Red Hat Bugzilla – Bug 995907
Exported Translation Memory / Project TMX poorly formatted
Last modified: 2014-11-19 00:30:29 EST
Description of problem:
The exported xml from TMX / TM exports is not very readable, that is the tu,tuv,segs are all on the same line. If anyone wants to pore over it to hack translations for re-importing it's not pleasant.
Version-Release number of selected component (if applicable):
Steps to Reproduce:
Pre: An installed TM via Administration->Translation Memory
1. Got to Administration->Translation Memory
2. Press Export on the target TM
3. Save the file
4. Open the file in text editor
<tu><tuv $attributes><seg>text</seg>/tuv><tuv $attributes><seg>text</seg>/tuv>...

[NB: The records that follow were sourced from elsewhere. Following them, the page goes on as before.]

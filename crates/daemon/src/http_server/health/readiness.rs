use axum::http::StatusCode;
use axum::response::{IntoResponse, Response};
use axum::Json;
use std::time::Duration;
use tokio::time::timeout;

use super::data_source::*;

const HEALTH_CHECK_TIMEOUT: Duration = Duration::from_secs(10);

#[tracing::instrument]
pub async fn handler(data_src: StateDataSource) -> Response {
    match timeout(HEALTH_CHECK_TIMEOUT, data_src.is_ready()).await {
        Ok(Ok(())) => {
            let msg = serde_json::json!({"status": "ok"});
            (StatusCode::OK, Json(msg)).into_response()
        }
        Ok(Err(e)) => handle_error(e),
        Err(_) => {
            let msg = serde_json::json!({
                "status": "failure",
                "message": "health check timed out"
            });
            (StatusCode::SERVICE_UNAVAILABLE, Json(msg)).into_response()
        }
    }
}

fn handle_error(err: DataSourceError) -> Response {
    let message = match err {
        DataSourceError::DependencyFailure => "one or more dependencies aren't available",
        DataSourceError::ShuttingDown => "service is shutting down",
    };
    let msg = serde_json::json!({"status": "failure", "message": message});
    (StatusCode::SERVICE_UNAVAILABLE, Json(msg)).into_response()
}
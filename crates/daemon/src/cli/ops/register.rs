use clap::Args;

use common::crypto::{CryptoError, PublicKey};
use common::directory::Recipient;
use rendezvous_daemon::http_server::api::client::ApiError;

#[derive(Args, Debug, Clone)]
pub struct Register {
    /// Name to list the recipient under
    #[arg(long)]
    pub name: String,

    /// Recipient public key, base64 (any alphabet)
    #[arg(long)]
    pub public_key: String,
}

#[derive(Debug, thiserror::Error)]
pub enum RegisterError {
    #[error("invalid public key: {0}")]
    Key(#[from] CryptoError),
    #[error("request failed: {0}")]
    Api(#[from] ApiError),
}

#[async_trait::async_trait]
impl crate::cli::op::Op for Register {
    type Error = RegisterError;
    type Output = String;

    async fn execute(&self, ctx: &crate::cli::op::OpContext) -> Result<Self::Output, Self::Error> {
        let public_key = PublicKey::from_base64(&self.public_key)?;
        ctx.client
            .register(Recipient {
                name: self.name.clone(),
                public_key,
            })
            .await?;
        Ok(format!("registered {} as {}", public_key.to_url_safe(), self.name))
    }
}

I tried to find a way to format tu elements nicely, but I couldn't convince XOM to indent things nicely without also treating all whitespace the same. (Whitespace inside seg elements is significant.) If you enable indenting in XOM Serializer, it stops respecting whitespace, and the only way to change that is to set xml:space="preserve", but this is not allowed by the TMX 1.4 DTD.
We might be able to do something with an output filter, or by using a different method of generating XML. I'm not sure it's worth it though.
Another workaround might be a client-side script to reformat the XML file.
What about this as a workaround?
xmllint --format zanata-myproject-master-allLocales.tmx | less
Too much effort when xmllint does the job.